**Input data**
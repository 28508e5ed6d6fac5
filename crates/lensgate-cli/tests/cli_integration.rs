//! CLI integration tests for the `lensgate` binary.
//!
//! These tests run the actual compiled binary via
//! `std::process::Command` to verify end-to-end CLI behavior. The gate
//! stage needs no network, so it is exercised fully; the networked
//! stages are covered by the wiremock tests in `lensgate-stages`.

use std::io::Write;
use std::process::{Command, Stdio};

/// Build a `Command` pointing at the compiled `lensgate` binary.
///
/// Clears `LENSGATE_ENDPOINT` and suppresses tracing output so test
/// assertions only match program output.
fn lensgate_bin() -> Command {
    let mut cmd = Command::new(env!("CARGO_BIN_EXE_lensgate"));
    cmd.env_remove("LENSGATE_ENDPOINT");
    cmd.env("RUST_LOG", "off");
    cmd
}

/// Run a subcommand with the given JSON envelope on stdin.
fn run_with_stdin(args: &[&str], stdin_json: &str) -> std::process::Output {
    let mut child = lensgate_bin()
        .args(args)
        .stdin(Stdio::piped())
        .stdout(Stdio::piped())
        .stderr(Stdio::piped())
        .spawn()
        .expect("failed to spawn lensgate");
    child
        .stdin
        .as_mut()
        .expect("stdin piped")
        .write_all(stdin_json.as_bytes())
        .expect("failed to write stdin");
    child.wait_with_output().expect("failed to wait for lensgate")
}

// ── Version and help ────────────────────────────────────────────────────

#[test]
fn version_output() {
    let output = lensgate_bin()
        .arg("--version")
        .output()
        .expect("failed to run lensgate");

    assert!(output.status.success(), "exit code should be 0");
    let stdout = String::from_utf8_lossy(&output.stdout);
    assert!(
        stdout.contains("lensgate") && stdout.contains("0.1.0"),
        "version output should contain 'lensgate' and '0.1.0', got: {stdout}"
    );
}

#[test]
fn help_output() {
    let output = lensgate_bin()
        .arg("--help")
        .output()
        .expect("failed to run lensgate");

    assert!(output.status.success(), "exit code should be 0");
    let stdout = String::from_utf8_lossy(&output.stdout);
    assert!(
        stdout.contains("lensgate classification pipeline CLI"),
        "help output should contain the CLI description, got: {stdout}"
    );
}

#[test]
fn unknown_subcommand_fails() {
    let output = lensgate_bin()
        .arg("this-subcommand-does-not-exist")
        .output()
        .expect("failed to run lensgate");

    assert!(
        !output.status.success(),
        "unknown subcommand should return non-zero exit code"
    );
}

// ── Gate stage through the binary ───────────────────────────────────────

#[test]
fn gate_passes_with_confident_class() {
    let output = run_with_stdin(&["gate"], r#"{"inferences": [0.6, 0.81]}"#);

    assert!(output.status.success(), "gate should pass");
    let stdout = String::from_utf8_lossy(&output.stdout);
    let envelope: serde_json::Value = serde_json::from_str(stdout.trim()).unwrap();
    assert_eq!(envelope["statusCode"], 200);
    assert_eq!(envelope["body"], serde_json::json!({}));
}

#[test]
fn gate_fails_with_sentinel_message() {
    let output = run_with_stdin(&["gate"], r#"{"inferences": [0.6, 0.4]}"#);

    assert!(!output.status.success(), "gate should fail");
    let stderr = String::from_utf8_lossy(&output.stderr);
    assert!(
        stderr.contains("THRESHOLD_CONFIDENCE_NOT_MET"),
        "stderr should carry the fixed sentinel, got: {stderr}"
    );
    assert!(
        output.stdout.is_empty(),
        "a failed stage must produce no success envelope"
    );
}

#[test]
fn gate_rejects_malformed_envelope() {
    let output = run_with_stdin(&["gate"], "not json");

    assert!(!output.status.success());
    let stderr = String::from_utf8_lossy(&output.stderr);
    assert!(
        stderr.contains("parsing input envelope"),
        "stderr should mention envelope parsing, got: {stderr}"
    );
}

// ── Infer configuration error (no network needed) ───────────────────────

#[test]
fn infer_without_endpoint_is_a_configuration_error() {
    let output = run_with_stdin(
        &["infer", "--endpoint-url", "http://localhost:1"],
        r#"{"encoded_payload": "aGVsbG8="}"#,
    );

    assert!(!output.status.success());
    let stderr = String::from_utf8_lossy(&output.stderr);
    assert!(
        stderr.contains("no inference endpoint configured"),
        "stderr should report the configuration error, got: {stderr}"
    );
}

**The problem**
Return each line of the listing that holds the string "contains".

**Task response**
        stdout.contains("lensgate") && stdout.contains("0.1.0"),
        stdout.contains("lensgate classification pipeline CLI"),
        stderr.contains("THRESHOLD_CONFIDENCE_NOT_MET"),
        stderr.contains("parsing input envelope"),
        stderr.contains("no inference endpoint configured"),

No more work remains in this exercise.